That makes the link between Pound’s conception of Chinese history, and his fascination with Neoplatonic light philosophy, even more apparent.

ORIGINAL POST:

I’m still not quite halfway through The Cantos, in terms of the individual poems that make up the text–there are CIX, or 109, in total, plus some assorted drafts and fragments for poems that remained incomplete at the time of Pound’s death. By that count, I’m still about four poems away from the midpoint of what was completed. And as far as sheer page-count, Canto LII spans pages 257-261 out of a total of almost 800 pages!

Still, I’ve arrived at the Chinese Cantos.

(Well, sort of. All over the place–including in the Terrell Companion to the Cantos–people seem to consider the Chinese Cantos to begin at LIII, not LII, but my copy of The Cantos shows them beginning at LII, and Canto LII definitely has enough stuff related to China and Confucianism to qualify. I dunno. It’s a weird distinction.)

In terms of publication, The Chinese Cantos make up the first half of the book published in 1940 under the title Cantos LII-LXXI. 1940 is a telling date, of course: the world is by that point embroiled in its second major war during Pound’s lifetime, which, given Pound’s reaction to the First World War, must have been a soul-crushing horror to the man. Pound’s work in this book is split into two halves, as I mentioned; after China, Pound turns to John Adams.

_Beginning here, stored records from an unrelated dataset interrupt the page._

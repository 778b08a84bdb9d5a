// Lint configuration for this crate
#![warn(missing_docs)]
#![warn(clippy::all)]
#![warn(clippy::pedantic)]
#![allow(clippy::module_name_repetitions)]
#![allow(clippy::must_use_candidate)]

//! # `TokenEater` Core
//!
//! Core types and pure computations shared by every `TokenEater` crate.
//!
//! ## Key Types
//!
//! ### Usage
//! - [`UsageSnapshot`] - One fetch worth of usage buckets
//! - [`UsageBucket`] - A utilization percentage and its reset time
//! - [`CachedState`] - The last good snapshot plus its fetch time
//!
//! ### Credentials
//! - [`Credential`] - Opaque, redacted bearer token
//!
//! ### Levels and Pacing
//! - [`UsageThresholds`] / [`UsageLevel`] - Green, orange, red classification
//! - [`MetricId`] - The metrics shown and watched for alerts
//! - [`PacingCalculator`] - Weekly consumption against a linear burn
//!
//! ### Settings Fragments
//! - [`ProxyConfig`] - SOCKS5 proxy used for outbound requests
//! - [`ModelTokenStats`] - Token totals per model

pub mod error;
pub mod models;

pub use error::CoreError;

pub use models::{
    // Usage
    BucketKind,
    CachedState,
    UsageBucket,
    UsageSnapshot,
    parse_timestamp,
    // Credentials
    Credential,
    // Levels
    MetricId,
    MetricType,
    UsageLevel,
    UsageThresholds,
    // Pacing
    PACING_TOLERANCE,
    PACING_WINDOW_DAYS,
    PacingCalculator,
    PacingResult,
    PacingZone,
    // Settings fragments
    ModelTokenStats,
    ProxyConfig,
    short_model_name,
};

These are not the most popular parts of the Cantos, by a long shot. In fact, I’ve dreaded reaching this section of Pound’s long-poem ever since reading Leon Surette’s discussion of the Chinese and Adams cantos in A Light from Eleusis (a book I discussed earlier in this series), and it turns out that, so far, I was about half-right in my dread.

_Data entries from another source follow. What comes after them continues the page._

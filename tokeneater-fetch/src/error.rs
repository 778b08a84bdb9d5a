//! Fetch error types.

use thiserror::Error;

// ============================================================================
// Main Fetch Error
// ============================================================================

/// Error type for remote usage fetches.
#[derive(Debug, Error)]
pub enum FetchError {
    /// The server rejected the credential (401/403).
    #[error("Authentication failed (HTTP {status})")]
    AuthFailure {
        /// Status code returned by the server.
        status: u16,
    },

    /// Unexpected non-2xx status.
    #[error("HTTP error {0}")]
    Http(u16),

    /// Transport failure (DNS, TLS, timeout, connection reset).
    #[error("Network error: {0}")]
    Network(#[from] reqwest::Error),

    /// Payload had no decodable bucket.
    #[error("Malformed response: {0}")]
    MalformedResponse(String),

    /// Proxy settings could not be applied.
    #[error("Proxy error: {0}")]
    Proxy(String),

    /// Endpoint URL could not be built.
    #[error("Invalid URL: {0}")]
    InvalidUrl(String),
}

impl FetchError {
    /// Returns true if the credential was rejected.
    pub fn is_auth_failure(&self) -> bool {
        matches!(self, FetchError::AuthFailure { .. })
    }
}

impl From<HttpError> for FetchError {
    fn from(err: HttpError) -> Self {
        match err {
            HttpError::Request(e) => FetchError::Network(e),
            HttpError::Proxy(msg) => FetchError::Proxy(msg),
            HttpError::InvalidUrl(msg) => FetchError::InvalidUrl(msg),
        }
    }
}

// ============================================================================
// HTTP Error
// ============================================================================

/// HTTP-specific error type.
#[derive(Debug, Error)]
pub enum HttpError {
    /// Request error.
    #[error("Request error: {0}")]
    Request(#[from] reqwest::Error),

    /// Proxy could not be configured.
    #[error("Proxy error: {0}")]
    Proxy(String),

    /// Invalid URL.
    #[error("Invalid URL: {0}")]
    InvalidUrl(String),
}

// ============================================================================
// Keychain Error
// ============================================================================

/// Error type for secure store reads.
#[derive(Debug, Error)]
pub enum KeychainError {
    /// The store needs interactive authorization, or did not answer in time.
    #[error("Secure store is locked")]
    Locked,

    /// Access denied to the store.
    #[error("Access denied to keychain")]
    AccessDenied,

    /// Keychain unavailable on this platform.
    #[error("Keychain unavailable: {0}")]
    Unavailable(String),

    /// Platform error.
    #[error("Platform error: {0}")]
    Platform(String),

    /// Generic error.
    #[error("Keychain error: {0}")]
    Other(String),
}

impl KeychainError {
    /// Returns true if a user prompt would unblock the read.
    pub fn needs_interaction(&self) -> bool {
        matches!(self, KeychainError::Locked | KeychainError::AccessDenied)
    }
}

impl From<keyring::Error> for KeychainError {
    fn from(err: keyring::Error) -> Self {
        match err {
            keyring::Error::NoStorageAccess(_) => KeychainError::AccessDenied,
            keyring::Error::PlatformFailure(e) => KeychainError::Platform(e.to_string()),
            keyring::Error::Ambiguous(_) => {
                KeychainError::Other("Ambiguous credential entry".to_string())
            }
            _ => KeychainError::Other(err.to_string()),
        }
    }
}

Which is to say, the poems promise not to be the most engaging of The Cantos, though they do have their moments, or at least offer potential insights into Pound, which is what I’m after in this project anyway.

The Chinese Cantos are, in a sense, a rehearsal of Chinese history, and Pound is more unfamiliar with it, so it ends up being Poundian transcriptions of primary source texts… that is to say, Poundian distillations. The difference being that when Pound is working with a tradition and literature he knows better, he draws interesting and surprising (at least at first) parallels, he rhymes events one might not think to juxtapose, and he even provides a kind of insight into things. Pound knows Western history imperfectly, of course, but he knows it well enough to play that sort of game with it. (Here “game” is not a pejorative.)

But Chinese history is less familiar to Pound, and so his juxtapositions feel a little more predictable, a little more straightforward, and to some degree Cantos LII and LIII feel like summaries of books he’s read, in fact, almost like the notes of a student working through a textbook.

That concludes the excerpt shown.